The Brutal Faith of Originality
There’s a special kind of madness reserved for anyone trying to create something new and then, somehow, convince the world they should care. It's like building a spaceship out of twigs and ambition, then trying to get clearance at NASA. You know it’s not going to work the way you hope, but you also know you have to try.
Because making art—really making art—means wanting it to matter.
You want it to stand out. You want it to be unmistakably yours. The goal isn't to blend into the noise; it’s to rise above it. To be the one flickering light someone notices from miles away. But here's the catch: the further you drift from what people recognize, the more likely you are to be ignored, rejected, or politely shuffled aside for something safer.
And "safe" isn't why you started creating.
The truth is that originality scares people. It challenges them. It asks them to think, to feel, to rearrange their assumptions. Audiences—even the ones who say they crave innovation—don't always know what to do when you actually hand it to them. They retreat into what's familiar. They hesitate. They wait for someone else to validate the thing before they commit.
And if you don't already have an audience? If you’re just some voice shouting into the void without a megaphone? Good luck.
Originality without a safety net is brutal.

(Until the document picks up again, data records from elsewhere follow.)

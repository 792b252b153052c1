//! Great-circle distances between coordinates, in kilometres.
//!
//! Two metrics: haversine on a sphere of mean Earth radius, and the WGS-84
//! ellipsoidal distance via Vincenty's inverse formula (accurate to well
//! under a metre; falls back to haversine for near-antipodal points where the
//! iteration does not converge).

use crate::location::Coordinate;
use std::cmp::Ordering;
use std::f64::consts::PI;
use std::fmt;
use std::str::FromStr;

/// IUGG mean Earth radius.
pub const EARTH_RADIUS_KM: f64 = 6371.0088;

const WGS84_A: f64 = 6_378_137.0;
const WGS84_F: f64 = 1.0 / 298.257_223_563;
const WGS84_B: f64 = (1.0 - WGS84_F) * WGS84_A;

const VINCENTY_MAX_ITER: usize = 200;
const VINCENTY_EPSILON: f64 = 1e-12;

/// Which distance formula to rank by.
#[derive(Debug, Clone, Copy, PartialEq, Eq, Default)]
pub enum Metric {
    Haversine,
    #[default]
    Geodesic,
}

impl Metric {
    pub fn distance(self, a: Coordinate, b: Coordinate) -> f64 {
        match self {
            Self::Haversine => haversine(a, b),
            Self::Geodesic => geodesic(a, b),
        }
    }
}

impl fmt::Display for Metric {
    fn fmt(&self, f: &mut fmt::Formatter<'_>) -> fmt::Result {
        match self {
            Self::Haversine => write!(f, "haversine"),
            Self::Geodesic => write!(f, "geodesic"),
        }
    }
}

impl FromStr for Metric {
    type Err = String;

    fn from_str(s: &str) -> Result<Self, Self::Err> {
        match s.to_lowercase().as_str() {
            "haversine" | "sphere" | "great-circle" => Ok(Self::Haversine),
            "geodesic" | "vincenty" | "ellipsoid" | "wgs84" => Ok(Self::Geodesic),
            _ => Err(format!("Unknown metric '{}'. Use 'geodesic' or 'haversine'.", s)),
        }
    }
}

/// Spherical great-circle distance.
pub fn haversine(a: Coordinate, b: Coordinate) -> f64 {
    let lat1 = a.lat.to_radians();
    let lat2 = b.lat.to_radians();
    // abs() keeps the result bit-for-bit symmetric in (a, b)
    let dlat = (b.lat - a.lat).abs().to_radians();
    let dlon = (b.lon - a.lon).abs().to_radians();

    let s1 = (dlat / 2.0).sin();
    let s2 = (dlon / 2.0).sin();
    let h = s1 * s1 + lat1.cos() * lat2.cos() * s2 * s2;
    2.0 * EARTH_RADIUS_KM * h.sqrt().min(1.0).asin()
}

/// Ellipsoidal (WGS-84) distance, haversine when Vincenty does not converge.
pub fn geodesic(a: Coordinate, b: Coordinate) -> f64 {
    vincenty(a, b).unwrap_or_else(|| haversine(a, b))
}

/// Vincenty's inverse formula; `None` if the iteration fails to converge.
///
/// Endpoints are put in a fixed order first, so the result is bit-for-bit
/// the same for `(a, b)` and `(b, a)`.
pub fn vincenty(a: Coordinate, b: Coordinate) -> Option<f64> {
    if a == b {
        return Some(0.0);
    }
    let (a, b) = canonical_order(a, b);

    let l = (b.lon - a.lon).to_radians();
    let u1 = ((1.0 - WGS84_F) * a.lat.to_radians().tan()).atan();
    let u2 = ((1.0 - WGS84_F) * b.lat.to_radians().tan()).atan();
    let (sin_u1, cos_u1) = u1.sin_cos();
    let (sin_u2, cos_u2) = u2.sin_cos();

    let mut lambda = l;
    for _ in 0..VINCENTY_MAX_ITER {
        let (sin_lambda, cos_lambda) = lambda.sin_cos();
        let sin_sigma = ((cos_u2 * sin_lambda).powi(2)
            + (cos_u1 * sin_u2 - sin_u1 * cos_u2 * cos_lambda).powi(2))
        .sqrt();
        if sin_sigma == 0.0 {
            return Some(0.0); // coincident points
        }
        let cos_sigma = sin_u1 * sin_u2 + cos_u1 * cos_u2 * cos_lambda;
        let sigma = sin_sigma.atan2(cos_sigma);
        let sin_alpha = cos_u1 * cos_u2 * sin_lambda / sin_sigma;
        let cos_sq_alpha = 1.0 - sin_alpha * sin_alpha;
        // equatorial line: cos_sq_alpha = 0
        let cos_2sigma_m = if cos_sq_alpha != 0.0 {
            cos_sigma - 2.0 * sin_u1 * sin_u2 / cos_sq_alpha
        } else {
            0.0
        };
        let c = WGS84_F / 16.0 * cos_sq_alpha * (4.0 + WGS84_F * (4.0 - 3.0 * cos_sq_alpha));

        let lambda_prev = lambda;
        lambda = l
            + (1.0 - c)
                * WGS84_F
                * sin_alpha
                * (sigma
                    + c * sin_sigma
                        * (cos_2sigma_m
                            + c * cos_sigma * (-1.0 + 2.0 * cos_2sigma_m * cos_2sigma_m)));

        if lambda.abs() > PI {
            return None;
        }

        if (lambda - lambda_prev).abs() < VINCENTY_EPSILON {
            let u_sq = cos_sq_alpha * (WGS84_A * WGS84_A - WGS84_B * WGS84_B) / (WGS84_B * WGS84_B);
            let big_a =
                1.0 + u_sq / 16384.0 * (4096.0 + u_sq * (-768.0 + u_sq * (320.0 - 175.0 * u_sq)));
            let big_b = u_sq / 1024.0 * (256.0 + u_sq * (-128.0 + u_sq * (74.0 - 47.0 * u_sq)));
            let delta_sigma = big_b
                * sin_sigma
                * (cos_2sigma_m
                    + big_b / 4.0
                        * (cos_sigma * (-1.0 + 2.0 * cos_2sigma_m * cos_2sigma_m)
                            - big_b / 6.0
                                * cos_2sigma_m
                                * (-3.0 + 4.0 * sin_sigma * sin_sigma)
                                * (-3.0 + 4.0 * cos_2sigma_m * cos_2sigma_m)));
            let metres = WGS84_B * big_a * (sigma - delta_sigma);
            return Some(metres / 1000.0);
        }
    }
    None
}

fn canonical_order(a: Coordinate, b: Coordinate) -> (Coordinate, Coordinate) {
    match (b.lat, b.lon).partial_cmp(&(a.lat, a.lon)) {
        Some(Ordering::Less) => (b, a),
        _ => (a, b),
    }
}

#[cfg(test)]
mod tests {
    use super::*;
    use approx::assert_relative_eq;

    const LVIV: Coordinate = Coordinate::new(49.817545, 24.023932);
    const KYIV: Coordinate = Coordinate::new(50.4500336, 30.5241361);
    const NYC: Coordinate = Coordinate::new(40.7127281, -74.0060152);

    #[test]
    fn test_zero_distance_to_self() {
        for c in [LVIV, KYIV, NYC, Coordinate::SENTINEL, Coordinate::new(0.0, 0.0)] {
            assert_eq!(haversine(c, c), 0.0);
            assert_eq!(geodesic(c, c), 0.0);
        }
    }

    #[test]
    fn test_haversine_symmetric() {
        let pairs = [
            (LVIV, KYIV),
            (KYIV, NYC),
            (NYC, Coordinate::SENTINEL),
            (Coordinate::new(60.0, 150.0), Coordinate::new(30.0, 15.0)),
        ];
        for (a, b) in pairs {
            assert_eq!(haversine(a, b), haversine(b, a));
        }
    }

    /// Deterministic points spread over the globe (xorshift).
    fn scattered_points(n: usize) -> Vec<Coordinate> {
        let mut state: u64 = 0x9E37_79B9_7F4A_7C15;
        let mut next = move || {
            state ^= state << 13;
            state ^= state >> 7;
            state ^= state << 17;
            (state >> 11) as f64 / (1u64 << 53) as f64
        };
        (0..n)
            .map(|_| Coordinate::new(next() * 180.0 - 90.0, next() * 360.0 - 180.0))
            .collect()
    }

    #[test]
    fn test_geodesic_symmetric() {
        for (a, b) in [(LVIV, KYIV), (KYIV, NYC), (NYC, Coordinate::SENTINEL)] {
            assert_eq!(geodesic(a, b), geodesic(b, a));
        }

        let points = scattered_points(2000);
        for pair in points.chunks_exact(2) {
            let (a, b) = (pair[0], pair[1]);
            assert_eq!(geodesic(a, b), geodesic(b, a), "{:?} {:?}", a, b);
            assert_eq!(haversine(a, b), haversine(b, a), "{:?} {:?}", a, b);
        }

        let a = Coordinate::new(-60.9043, 117.3996);
        let b = Coordinate::new(-3.9685, -60.2146);
        assert_eq!(geodesic(a, b), geodesic(b, a));
    }

    #[test]
    fn test_geodesic_symmetric_near_antipodal() {
        for a in scattered_points(500) {
            let lon = if a.lon > 0.0 { a.lon - 179.6 } else { a.lon + 179.6 };
            let b = Coordinate::new(-a.lat * 0.99, lon);
            assert_eq!(geodesic(a, b), geodesic(b, a), "{:?} {:?}", a, b);
        }
    }

    #[test]
    fn test_geodesic_known_value() {
        // WGS-84 reference value for this pair
        let d = geodesic(Coordinate::new(60.0, 150.0), Coordinate::new(30.0, 15.0));
        assert_relative_eq!(d, 9217.59933, epsilon = 1e-3);
    }

    #[test]
    fn test_haversine_close_to_geodesic() {
        let h = haversine(LVIV, KYIV);
        let g = geodesic(LVIV, KYIV);
        assert!(h > 460.0 && h < 480.0, "{}", h);
        assert!((h - g).abs() / g < 0.005);
    }

    #[test]
    fn test_one_degree_of_longitude_on_equator() {
        let d = geodesic(Coordinate::new(0.0, 0.0), Coordinate::new(0.0, 1.0));
        assert_relative_eq!(d, 111.319_490_8, epsilon = 1e-3);
    }

    #[test]
    fn test_monotonic_along_meridian() {
        let origin = Coordinate::new(0.0, 0.0);
        let mut prev_h = 0.0;
        let mut prev_g = 0.0;
        for deg in 1..=89 {
            let p = Coordinate::new(deg as f64, 0.0);
            let (h, g) = (haversine(origin, p), geodesic(origin, p));
            assert!(h > prev_h);
            assert!(g > prev_g);
            prev_h = h;
            prev_g = g;
        }
    }

    #[test]
    fn test_antipodal_falls_back() {
        let a = Coordinate::new(0.0, 0.0);
        let b = Coordinate::new(0.5, 179.7);
        let d = geodesic(a, b);
        assert!(d.is_finite());
        assert!(d > 19_900.0 && d < 20_050.0, "{}", d);
    }

    #[test]
    fn test_metric_from_str() {
        assert_eq!("geodesic".parse::<Metric>().unwrap(), Metric::Geodesic);
        assert_eq!("Haversine".parse::<Metric>().unwrap(), Metric::Haversine);
        assert!("manhattan".parse::<Metric>().is_err());
        assert_eq!(Metric::default(), Metric::Geodesic);
    }
}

The art world (and by "art world," I mean everything from paintings to indie games to novels to whatever strange hybrid thing you’re brewing in your garage) loves the myth of the genius discovered. But most of the time, it isn’t genius people recognize—it’s familiarity with a twist. Something new enough to be exciting, but familiar enough to feel safe. Break the mold too hard, and you’re not a visionary. You're just incomprehensible.
This is the conundrum.
You can make something that fits. You can study trends, chase algorithms, dissect whatever went viral last Tuesday, and craft something that slides right into the groove of current tastes. It'll be easier to market. It might even work.
But it won’t be yours.
Not really.
The other option is to chase the thing that burns in your brain—the weird, jagged thing that keeps you awake at night—and know that when you finally share it, a lot of people won’t get it. Some will actively hate it. Many more will ignore it.
And still you have to put it out there.
Because here’s the dark, unshakable truth about art: the thing that makes it hard to sell is the same thing that makes it matter.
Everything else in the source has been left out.